> Assignment: Below are records; copy every line among them that contains the word "models".

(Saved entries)
//! Observability infrastructure for the telemetry pipeline
//!
//! Provides:
//! - Prometheus metrics for the pipeline's own operation (admitted bytes,
//!   per-sink queue depth and drops, circuit states, agent buffer)
//! - Structured JSON logging events with tracing

use crate::circuit::CircuitState;
use prometheus::{
    register_histogram_vec, register_int_counter, register_int_counter_vec, register_int_gauge,
    register_int_gauge_vec, HistogramVec, IntCounter, IntCounterVec, IntGauge, IntGaugeVec,
};
use std::sync::OnceLock;
use tracing::{info, warn};

/// Histogram buckets for export latency (in seconds)
const LATENCY_BUCKETS: &[f64] = &[
    0.001, 0.005, 0.01, 0.025, 0.05, 0.1, 0.25, 0.5, 1.0, 2.5, 5.0, 10.0,
];

/// Global metrics instance (registered once)
static GLOBAL_METRICS: OnceLock<PipelineMetricsInner> = OnceLock::new();

struct PipelineMetricsInner {
    records_ingested: IntCounter,
    records_dropped: IntCounterVec,
    agent_buffer_records: IntGauge,
    agent_outbound_batches: IntGauge,
    agent_batches: IntCounterVec,
    circuit_state: IntGaugeVec,
    gateway_admitted_bytes: IntGauge,
    gateway_batches: IntCounterVec,
    gateway_force_released: IntCounter,
    sink_queue_depth: IntGaugeVec,
    sink_batches: IntCounterVec,
    sink_export_seconds: HistogramVec,
}

impl PipelineMetricsInner {
    fn new() -> Self {
        Self {
            records_ingested: register_int_counter!(
                "telemetry_records_ingested_total",
                "Records accepted by the agent ingestion endpoint"
            )
            .expect("Failed to register records_ingested"),

            records_dropped: register_int_counter_vec!(
                "telemetry_records_dropped_total",
                "Records dropped before delivery, by pipeline stage and reason",
                &["stage", "reason"]
            )
            .expect("Failed to register records_dropped"),

            agent_buffer_records: register_int_gauge!(
                "telemetry_agent_buffer_records",
                "Records waiting in the agent ring buffer"
            )
            .expect("Failed to register agent_buffer_records"),

            agent_outbound_batches: register_int_gauge!(
                "telemetry_agent_outbound_batches",
                "Assembled batches waiting to be pushed to the hub"
            )
            .expect("Failed to register agent_outbound_batches"),

            agent_batches: register_int_counter_vec!(
                "telemetry_agent_batches_total",
                "Agent batch outcomes toward the hub",
                &["outcome"]
            )
            .expect("Failed to register agent_batches"),

            circuit_state: register_int_gauge_vec!(
                "telemetry_circuit_state",
                "Circuit breaker state (0 closed, 1 half-open, 2 open)",
                &["scope", "name"]
            )
            .expect("Failed to register circuit_state"),

            gateway_admitted_bytes: register_int_gauge!(
                "telemetry_gateway_admitted_bytes",
                "Bytes admitted by the gateway and not yet released"
            )
            .expect("Failed to register gateway_admitted_bytes"),

            gateway_batches: register_int_counter_vec!(
                "telemetry_gateway_batches_total",
                "Gateway admission outcomes",
                &["outcome"]
            )
            .expect("Failed to register gateway_batches"),

            gateway_force_released: register_int_counter!(
                "telemetry_gateway_force_released_total",
                "Admissions force-released after the retention deadline"
            )
            .expect("Failed to register gateway_force_released"),

            sink_queue_depth: register_int_gauge_vec!(
                "telemetry_sink_queue_depth",
                "Batches queued per exporter sink",
                &["sink"]
            )
            .expect("Failed to register sink_queue_depth"),

            sink_batches: register_int_counter_vec!(
                "telemetry_sink_batches_total",
                "Exporter sink batch outcomes",
                &["sink", "outcome"]
            )
            .expect("Failed to register sink_batches"),

            sink_export_seconds: register_histogram_vec!(
                "telemetry_sink_export_duration_seconds",
                "Time spent in a single backend export call",
                &["sink"],
                LATENCY_BUCKETS.to_vec()
            )
            .expect("Failed to register sink_export_seconds"),
        }
    }
}

/// Pipeline metrics for Prometheus exposition
///
/// Lightweight handle to the global metrics instance; clones share the
/// same underlying metrics.
#[derive(Clone)]
pub struct PipelineMetrics {
    _private: (),
}

impl Default for PipelineMetrics {
    fn default() -> Self {
        Self::new()
    }
}

impl std::fmt::Debug for PipelineMetrics {
    fn fmt(&self, f: &mut std::fmt::Formatter<'_>) -> std::fmt::Result {
        f.write_str("PipelineMetrics")
    }
}

impl PipelineMetrics {
    pub fn new() -> Self {
        GLOBAL_METRICS.get_or_init(PipelineMetricsInner::new);
        Self { _private: () }
    }

    fn inner(&self) -> &PipelineMetricsInner {
        GLOBAL_METRICS.get_or_init(PipelineMetricsInner::new)
    }

    pub fn inc_records_ingested(&self, count: u64) {
        self.inner().records_ingested.inc_by(count);
    }

    pub fn inc_records_dropped(&self, stage: &str, reason: &str, count: u64) {
        self.inner()
            .records_dropped
            .with_label_values(&[stage, reason])
            .inc_by(count);
    }

    pub fn set_agent_buffer(&self, records: usize, outbound_batches: usize) {
        self.inner().agent_buffer_records.set(records as i64);
        self.inner().agent_outbound_batches.set(outbound_batches as i64);
    }

    pub fn inc_agent_batches(&self, outcome: &str) {
        self.inner()
            .agent_batches
            .with_label_values(&[outcome])
            .inc();
    }

    pub fn set_circuit_state(&self, scope: &str, name: &str, state: CircuitState) {
        self.inner()
            .circuit_state
            .with_label_values(&[scope, name])
            .set(state.as_gauge());
    }

    pub fn set_admitted_bytes(&self, bytes: u64) {
        self.inner().gateway_admitted_bytes.set(bytes as i64);
    }

    pub fn inc_gateway_batches(&self, outcome: &str) {
        self.inner()
            .gateway_batches
            .with_label_values(&[outcome])
            .inc();
    }

    pub fn inc_force_released(&self, count: u64) {
        self.inner().gateway_force_released.inc_by(count);
    }

    pub fn set_sink_queue_depth(&self, sink: &str, depth: usize) {
        self.inner()
            .sink_queue_depth
            .with_label_values(&[sink])
            .set(depth as i64);
    }

    pub fn inc_sink_batches(&self, sink: &str, outcome: &str) {
        self.inner()
            .sink_batches
            .with_label_values(&[sink, outcome])
            .inc();
    }

    pub fn observe_export_latency(&self, sink: &str, duration_secs: f64) {
        self.inner()
            .sink_export_seconds
            .with_label_values(&[sink])
            .observe(duration_secs);
    }
}

/// Structured logger for pipeline events
///
/// Emits consistently named events so operators can alert on them
/// without parsing free-form messages.
#[derive(Clone, Debug)]
pub struct StructuredLogger {
    component: String,
}

impl StructuredLogger {
    pub fn new(component: impl Into<String>) -> Self {
        Self {
            component: component.into(),
        }
    }

    pub fn log_startup(&self, version: &str, cluster: &str) {
        info!(
            event = "process_started",
            component = %self.component,
            version = %version,
            cluster = %cluster,
            "Telemetry process started"
        );
    }

    pub fn log_shutdown(&self, reason: &str) {
        info!(
            event = "process_shutdown",
            component = %self.component,
            reason = %reason,
            "Telemetry process shutting down"
        );
    }

    pub fn log_circuit_transition(&self, target: &str, from: CircuitState, to: CircuitState) {
        if to == CircuitState::Open {
            warn!(
                event = "circuit_transition",
                component = %self.component,
                target = %target,
                from = %from,
                to = %to,
                "Circuit opened, suppressing sends"
            );
        } else {
            info!(
                event = "circuit_transition",
                component = %self.component,
                target = %target,
                from = %from,
                to = %to,
                "Circuit state changed"
            );
        }
    }

    pub fn log_batch_rejected(&self, agent_id: &str, batch_id: &str, reason: &str) {
        warn!(
            event = "batch_rejected",
            component = %self.component,
            agent_id = %agent_id,
            batch_id = %batch_id,
            reason = %reason,
            "Batch rejected at admission"
        );
    }

    pub fn log_sink_drop(&self, sink: &str, batch_id: &str, reason: &str, attempts: u32) {
        warn!(
            event = "sink_drop",
            component = %self.component,
            sink = %sink,
            batch_id = %batch_id,
            reason = %reason,
            attempts = attempts,
            "Exporter sink dropped batch"
        );
    }

    pub fn log_shutdown_discard(&self, records: usize, batches: usize) {
        if records == 0 && batches == 0 {
            info!(
                event = "shutdown_flush",
                component = %self.component,
                "Final flush complete, nothing discarded"
            );
        } else {
            warn!(
                event = "shutdown_flush",
                component = %self.component,
                discarded_records = records,
                discarded_batches = batches,
                "Final flush incomplete, discarding undelivered telemetry"
            );
        }
    }
}
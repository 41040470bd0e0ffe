//! Exponential backoff with jitter for sink redelivery

use rand::Rng;
use std::time::Duration;

#[derive(Debug, Clone)]
pub struct RetryPolicy {
    /// Delay before the first retry
    pub base_delay: Duration,
    /// Cap for the exponential term
    pub max_delay: Duration,
    /// Total delivery attempts before a batch is dropped
    pub max_attempts: u32,
    /// Upper bound of the uniformly random extra delay
    pub jitter: Duration,
}

impl Default for RetryPolicy {
    fn default() -> Self {
        Self {
            base_delay: Duration::from_millis(500),
            max_delay: Duration::from_secs(30),
            max_attempts: 5,
            jitter: Duration::from_millis(250),
        }
    }
}

impl RetryPolicy {
    /// Delay after the given failed attempt (0-based): `min(base * 2^attempt, max) + jitter`
    pub fn delay_for(&self, attempt: u32) -> Duration {
        self.backoff(attempt) + self.random_jitter()
    }

    /// The deterministic exponential part of the delay
    pub fn backoff(&self, attempt: u32) -> Duration {
        let factor = 1u32 << attempt.min(20);
        self.base_delay.saturating_mul(factor).min(self.max_delay)
    }

    /// True when `attempts` deliveries have been made and no more are allowed
    pub fn is_exhausted(&self, attempts: u32) -> bool {
        attempts >= self.max_attempts.max(1)
    }

    fn random_jitter(&self) -> Duration {
        let max_ms = self.jitter.as_millis() as u64;
        if max_ms == 0 {
            return Duration::ZERO;
        }
        Duration::from_millis(rand::thread_rng().gen_range(0..max_ms))
    }
}

#[cfg(test)]
mod tests {
    use super::*;

    fn policy() -> RetryPolicy {
        RetryPolicy {
            base_delay: Duration::from_millis(100),
            max_delay: Duration::from_millis(1_000),
            max_attempts: 4,
            jitter: Duration::from_millis(50),
        }
    }

    #[test]
    fn test_backoff_doubles_and_caps() {
        let p = policy();
        assert_eq!(p.backoff(0), Duration::from_millis(100));
        assert_eq!(p.backoff(1), Duration::from_millis(200));
        assert_eq!(p.backoff(3), Duration::from_millis(800));
        assert_eq!(p.backoff(4), Duration::from_millis(1_000));
        assert_eq!(p.backoff(31), Duration::from_millis(1_000));
    }

    #[test]
    fn test_jitter_bounded() {
        let p = policy();
        for attempt in 0..6 {
            let delay = p.delay_for(attempt);
            assert!(delay >= p.backoff(attempt));
            assert!(delay < p.backoff(attempt) + p.jitter);
        }
    }

    #[test]
    fn test_no_jitter() {
        let p = RetryPolicy {
            jitter: Duration::ZERO,
            ..policy()
        };
        assert_eq!(p.delay_for(2), Duration::from_millis(400));
    }

    #[test]
    fn test_exhaustion() {
        let p = policy();
        assert!(!p.is_exhausted(3));
        assert!(p.is_exhausted(4));
        let never_zero = RetryPolicy {
            max_attempts: 0,
            ..policy()
        };
        assert!(!never_zero.is_exhausted(0));
        assert!(never_zero.is_exhausted(1));
    }
}
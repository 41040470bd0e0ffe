//! Batch push transport from agent to hub

use crate::error::{check_response, ConfigError, DeliveryError};
use crate::models::Batch;
use crate::proto;
use async_trait::async_trait;
use reqwest::header::CONTENT_TYPE;
use reqwest::Url;
use std::time::Duration;
use tracing::debug;

/// Header carrying the batch id as idempotency key
pub const BATCH_ID_HEADER: &str = "x-batch-id";

/// Header identifying the pushing agent
pub const AGENT_ID_HEADER: &str = "x-agent-id";

/// Delivers one batch to the hub
#[async_trait]
pub trait HubTransport: Send + Sync {
    async fn send(&self, batch: &Batch) -> Result<(), DeliveryError>;
}

/// Configuration for the HTTP hub client
#[derive(Debug, Clone)]
pub struct HubClientConfig {
    /// Gateway base URL (e.g., "https://telemetry-hub:9443")
    pub endpoint: String,
    /// Bearer token presented to the gateway
    pub auth_token: Option<String>,
    pub connect_timeout: Duration,
    pub request_timeout: Duration,
}

impl Default for HubClientConfig {
    fn default() -> Self {
        Self {
            endpoint: "http://telemetry-gateway:9090".to_string(),
            auth_token: None,
            connect_timeout: Duration::from_secs(10),
            request_timeout: Duration::from_secs(30),
        }
    }
}

/// Protobuf-over-HTTP push to `POST {endpoint}/v1/batches`
#[derive(Debug, Clone)]
pub struct HttpHubTransport {
    client: reqwest::Client,
    url: Url,
    auth_token: Option<String>,
}

impl HttpHubTransport {
    pub fn new(config: HubClientConfig) -> Result<Self, ConfigError> {
        let url = format!("{}/v1/batches", config.endpoint.trim_end_matches('/'));
        let url = Url::parse(&url).map_err(|e| ConfigError::Invalid {
            field: "hub.endpoint",
            reason: format!("`{}`: {e}", config.endpoint),
        })?;

        let client = reqwest::Client::builder()
            .connect_timeout(config.connect_timeout)
            .timeout(config.request_timeout)
            .build()
            .map_err(|e| ConfigError::Invalid {
                field: "hub",
                reason: e.to_string(),
            })?;

        Ok(Self {
            client,
            url,
            auth_token: config.auth_token,
        })
    }

    pub fn url(&self) -> &Url {
        &self.url
    }
}

#[async_trait]
impl HubTransport for HttpHubTransport {
    async fn send(&self, batch: &Batch) -> Result<(), DeliveryError> {
        let body = proto::encode_batch(batch);
        let size = body.len();

        let mut request = self
            .client
            .post(self.url.clone())
            .header(CONTENT_TYPE, proto::CONTENT_TYPE)
            .header(BATCH_ID_HEADER, batch.batch_id.to_string())
            .header(AGENT_ID_HEADER, batch.agent_id.as_str())
            .body(body);
        if let Some(token) = &self.auth_token {
            request = request.bearer_auth(token);
        }

        let response = request.send().await?;
        check_response(response).await?;

        debug!(
            batch_id = %batch.batch_id,
            sequence = batch.sequence,
            records = batch.len(),
            bytes = size,
            "Batch pushed to hub"
        );
        Ok(())
    }
}

#[cfg(test)]
mod tests {
    use super::*;
    use crate::models::{attributes, SignalRecord};

    fn batch() -> Batch {
        Batch::new(
            "edge-a-agent",
            0,
            vec![SignalRecord::metric("cpu", 1.0, "cores")
                .with_attribute(attributes::CLUSTER_NAME, "edge-a")],
        )
    }

    fn transport(url: &str) -> HttpHubTransport {
        HttpHubTransport::new(HubClientConfig {
            endpoint: url.to_string(),
            auth_token: Some("secret".to_string()),
            connect_timeout: Duration::from_secs(1),
            request_timeout: Duration::from_secs(2),
        })
        .unwrap()
    }

    #[test]
    fn test_invalid_endpoint_rejected() {
        let err = HttpHubTransport::new(HubClientConfig {
            endpoint: "not a url".to_string(),
            ..Default::default()
        })
        .unwrap_err();
        assert!(matches!(err, ConfigError::Invalid { field: "hub.endpoint", .. }));
    }

    #[test]
    fn test_trailing_slash_normalized() {
        let t = transport("http://hub:9090/");
        assert_eq!(t.url().as_str(), "http://hub:9090/v1/batches");
    }

    #[tokio::test]
    async fn test_push_sends_protobuf_with_headers() {
        let mut server = mockito::Server::new_async().await;
        let batch = batch();
        let mock = server
            .mock("POST", "/v1/batches")
            .match_header("content-type", proto::CONTENT_TYPE)
            .match_header("authorization", "Bearer secret")
            .match_header(BATCH_ID_HEADER, batch.batch_id.to_string().as_str())
            .with_status(200)
            .create_async()
            .await;

        transport(&server.url()).send(&batch).await.unwrap();
        mock.assert_async().await;
    }

    #[tokio::test]
    async fn test_status_mapping() {
        let mut server = mockito::Server::new_async().await;
        let _busy = server
            .mock("POST", "/v1/batches")
            .with_status(503)
            .with_body("backpressure ceiling exceeded")
            .create_async()
            .await;

        let err = transport(&server.url()).send(&batch()).await.unwrap_err();
        assert!(err.is_retryable());

        let mut server = mockito::Server::new_async().await;
        let _bad = server
            .mock("POST", "/v1/batches")
            .with_status(400)
            .with_body("malformed batch")
            .create_async()
            .await;

        let err = transport(&server.url()).send(&batch()).await.unwrap_err();
        assert!(matches!(err, DeliveryError::Permanent(_)));
    }

    #[tokio::test]
    async fn test_connection_refused_is_transient() {
        // Port 9 (discard) is closed on test hosts
        let err = transport("http://127.0.0.1:9").send(&batch()).await.unwrap_err();
        assert!(err.is_retryable());
    }
}
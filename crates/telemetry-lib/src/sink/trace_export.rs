//! Trace store backend: Zipkin v2 JSON span export

use super::http::HttpPoster;
use super::{ExportRequest, ExporterBackend};
use crate::config::SinkKind;
use crate::error::DeliveryError;
use crate::models::{attributes, Payload, SignalType};
use async_trait::async_trait;
use reqwest::header::HeaderMap;
use serde::Serialize;
use std::collections::HashMap;

#[derive(Debug, Serialize)]
#[serde(rename_all = "camelCase")]
pub struct ZipkinSpan<'a> {
    trace_id: &'a str,
    id: &'a str,
    #[serde(skip_serializing_if = "Option::is_none")]
    parent_id: Option<&'a str>,
    name: &'a str,
    /// Epoch microseconds
    timestamp: i64,
    /// Microseconds
    duration: u64,
    local_endpoint: Endpoint<'a>,
    tags: &'a HashMap<String, String>,
}

#[derive(Debug, Serialize)]
#[serde(rename_all = "camelCase")]
pub struct Endpoint<'a> {
    service_name: &'a str,
}

pub struct TraceExportBackend {
    poster: HttpPoster,
}

impl TraceExportBackend {
    pub fn new(poster: HttpPoster) -> Self {
        Self { poster }
    }
}

#[async_trait]
impl ExporterBackend for TraceExportBackend {
    fn kind(&self) -> SinkKind {
        SinkKind::TraceExport
    }

    fn accepts(&self, signal: SignalType) -> bool {
        signal == SignalType::Trace
    }

    async fn export(&self, request: &ExportRequest) -> Result<(), DeliveryError> {
        let body = serde_json::to_vec(&spans(request))
            .map_err(|e| DeliveryError::Permanent(format!("span encoding: {e}")))?;
        self.poster
            .post(request, "application/json", None, HeaderMap::new(), body)
            .await
    }
}

pub fn spans(request: &ExportRequest) -> Vec<ZipkinSpan<'_>> {
    request
        .records
        .iter()
        .filter_map(|record| {
            let Payload::Span {
                trace_id,
                span_id,
                parent_span_id,
                name,
                duration_ns,
            } = &record.payload
            else {
                return None;
            };

            let service_name = record
                .attribute(attributes::DEPLOYMENT)
                .or_else(|| record.attribute(attributes::CLUSTER_NAME))
                .unwrap_or("unknown");

            Some(ZipkinSpan {
                trace_id,
                id: span_id,
                parent_id: parent_span_id.as_deref(),
                name,
                timestamp: record.timestamp.timestamp_micros(),
                duration: duration_ns / 1_000,
                local_endpoint: Endpoint { service_name },
                tags: &record.resource_attributes,
            })
        })
        .collect()
}
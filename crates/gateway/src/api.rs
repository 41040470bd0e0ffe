//! HTTP server for batch push, health checks and Prometheus metrics

use telemetry_lib::api::gateway::{create_router, GatewayState};
use tokio::sync::watch;
use tracing::info;

/// Serve the gateway API until shutdown is signalled
pub async fn serve(
    port: u16,
    state: GatewayState,
    mut shutdown: watch::Receiver<bool>,
) -> anyhow::Result<()> {
    let app = create_router(state);

    let addr = format!("0.0.0.0:{}", port);
    info!(addr = %addr, "Starting API server");

    let listener = tokio::net::TcpListener::bind(&addr).await?;
    axum::serve(listener, app)
        .with_graceful_shutdown(async move {
            let _ = shutdown.wait_for(|stop| *stop).await;
        })
        .await?;

    Ok(())
}
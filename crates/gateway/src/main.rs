//! Telemetry Gateway - hub pipeline for all edge clusters
//!
//! This binary accepts batches pushed by edge agents, admits them against a
//! byte ceiling and fans them out to every configured storage backend.

use anyhow::Result;
use std::sync::Arc;
use telemetry_lib::{
    api::gateway::GatewayState,
    backpressure::BackpressureController,
    gateway::GatewayPipeline,
    health::{components, HealthRegistry},
    observability::StructuredLogger,
    sink::build_sink,
};
use tokio::sync::watch;
use tracing::info;
use tracing_subscriber::{fmt, prelude::*, EnvFilter};

mod api;
mod config;

const GATEWAY_VERSION: &str = env!("CARGO_PKG_VERSION");

#[tokio::main]
async fn main() -> Result<()> {
    // Initialize tracing with JSON output and env filter
    tracing_subscriber::registry()
        .with(EnvFilter::try_from_default_env().unwrap_or_else(|_| EnvFilter::new("info")))
        .with(fmt::layer().json())
        .init();

    info!("Starting telemetry-gateway");

    let settings = config::GatewaySettings::load(config::config_path().as_deref())?;
    info!(
        ceiling_bytes = settings.backpressure.ceiling_bytes,
        sinks = settings.enabled_sinks().count(),
        "Gateway configured"
    );

    let health_registry = HealthRegistry::new();
    health_registry.register(components::PIPELINE).await;
    health_registry.register(components::BACKPRESSURE).await;

    let logger = StructuredLogger::new("gateway");
    logger.log_startup(GATEWAY_VERSION, "hub");

    let (shutdown_tx, shutdown_rx) = watch::channel(false);

    // One isolated delivery loop per enabled sink
    let mut sinks = Vec::new();
    let mut sink_handles = Vec::new();
    for definition in settings.enabled_sinks() {
        let (sink, worker) = build_sink(definition)?;
        health_registry
            .register(&components::sink(&definition.name))
            .await;
        info!(
            sink = %definition.name,
            kind = %definition.kind,
            endpoint = definition.endpoint.as_deref().unwrap_or("-"),
            "Sink configured"
        );
        let worker = worker.with_health(health_registry.clone());
        sink_handles.push(tokio::spawn(worker.run(shutdown_rx.clone())));
        sinks.push(sink);
    }

    let controller = Arc::new(BackpressureController::new(
        settings.backpressure.ceiling_bytes,
    ));
    let pipeline = Arc::new(
        GatewayPipeline::new(controller, sinks, settings.pipeline_options())
            .with_health(health_registry.clone()),
    );
    let reaper_handle = tokio::spawn(Arc::clone(&pipeline).run_reaper(shutdown_rx.clone()));

    let app_state = GatewayState::new(Arc::clone(&pipeline), health_registry.clone());
    let api_handle = tokio::spawn(api::serve(settings.api_port, app_state, shutdown_rx));

    // Mark gateway as ready after initialization
    health_registry.set_ready(true).await;

    shutdown_signal().await?;
    logger.log_shutdown("termination signal received");
    health_registry.set_ready(false).await;
    let _ = shutdown_tx.send(true);

    api_handle.await??;
    reaper_handle.await?;
    for handle in sink_handles {
        let stats = handle.await?;
        info!(
            sink = %stats.name,
            delivered = stats.delivered,
            dropped = stats.dropped(),
            "Sink drained"
        );
    }

    Ok(())
}

/// Resolves on SIGINT or, on Unix, SIGTERM
async fn shutdown_signal() -> Result<()> {
    #[cfg(unix)]
    {
        let mut terminate =
            tokio::signal::unix::signal(tokio::signal::unix::SignalKind::terminate())?;
        tokio::select! {
            result = tokio::signal::ctrl_c() => result?,
            _ = terminate.recv() => {}
        }
    }
    #[cfg(not(unix))]
    tokio::signal::ctrl_c().await?;

    Ok(())
}
//! In-process backend for tests and dry runs, bounded to recent batches

use super::{ExportRequest, ExporterBackend};
use crate::config::SinkKind;
use crate::error::DeliveryError;
use crate::models::{BatchId, SignalRecord, SignalType};
use crate::queue::lock;
use async_trait::async_trait;
use std::collections::{HashSet, VecDeque};
use std::sync::atomic::{AtomicU64, Ordering};
use std::sync::Mutex;

/// Batches kept before the oldest is evicted
pub const DEFAULT_RETAINED_BATCHES: usize = 10_000;

#[derive(Debug, Default)]
struct Store {
    batches: VecDeque<(BatchId, Vec<SignalRecord>)>,
    seen: HashSet<BatchId>,
    seen_order: VecDeque<BatchId>,
}

impl Store {
    fn push(&mut self, batch_id: BatchId, records: Vec<SignalRecord>, limit: usize) {
        if self.batches.len() == limit {
            self.batches.pop_front();
        }
        self.batches.push_back((batch_id, records));
    }

    /// False when the id is already inside the dedup window
    fn remember(&mut self, batch_id: BatchId, limit: usize) -> bool {
        if !self.seen.insert(batch_id) {
            return false;
        }
        self.seen_order.push_back(batch_id);
        if self.seen_order.len() > limit {
            if let Some(oldest) = self.seen_order.pop_front() {
                self.seen.remove(&oldest);
            }
        }
        true
    }
}

/// Keeps the most recent exported batches in memory. With `dedup`, a batch
/// id seen among the last `retained` ids is acknowledged without storing a
/// second copy.
#[derive(Debug)]
pub struct MemoryBackend {
    dedup: bool,
    retained: usize,
    accepted: Vec<SignalType>,
    store: Mutex<Store>,
    exports: AtomicU64,
}

impl MemoryBackend {
    pub fn new(dedup: bool) -> Self {
        Self {
            dedup,
            retained: DEFAULT_RETAINED_BATCHES,
            accepted: SignalType::ALL.to_vec(),
            store: Mutex::new(Store::default()),
            exports: AtomicU64::new(0),
        }
    }

    /// Store only the given signal types
    pub fn accepting(mut self, signals: &[SignalType]) -> Self {
        self.accepted = signals.to_vec();
        self
    }

    /// Cap the stored batches and the dedup window
    pub fn retaining(mut self, batches: usize) -> Self {
        self.retained = batches.max(1);
        self
    }

    /// Export calls received, duplicates included
    pub fn export_calls(&self) -> u64 {
        self.exports.load(Ordering::Relaxed)
    }

    pub fn batch_ids(&self) -> Vec<BatchId> {
        lock(&self.store).batches.iter().map(|(id, _)| *id).collect()
    }

    pub fn records(&self) -> Vec<SignalRecord> {
        lock(&self.store)
            .batches
            .iter()
            .flat_map(|(_, records)| records.iter().cloned())
            .collect()
    }
}

#[async_trait]
impl ExporterBackend for MemoryBackend {
    fn kind(&self) -> SinkKind {
        SinkKind::Memory
    }

    fn accepts(&self, signal: SignalType) -> bool {
        self.accepted.contains(&signal)
    }

    fn supports_dedup(&self) -> bool {
        self.dedup
    }

    async fn export(&self, request: &ExportRequest) -> Result<(), DeliveryError> {
        self.exports.fetch_add(1, Ordering::Relaxed);
        let mut store = lock(&self.store);
        if self.dedup && !store.remember(request.batch_id, self.retained) {
            return Ok(());
        }
        store.push(request.batch_id, request.records.clone(), self.retained);
        Ok(())
    }
}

> Response:
use crate::models::Batch;
    use crate::models::{attributes, SignalRecord};
use crate::models::{attributes, Payload, SignalType};
use crate::models::{BatchId, SignalRecord, SignalType};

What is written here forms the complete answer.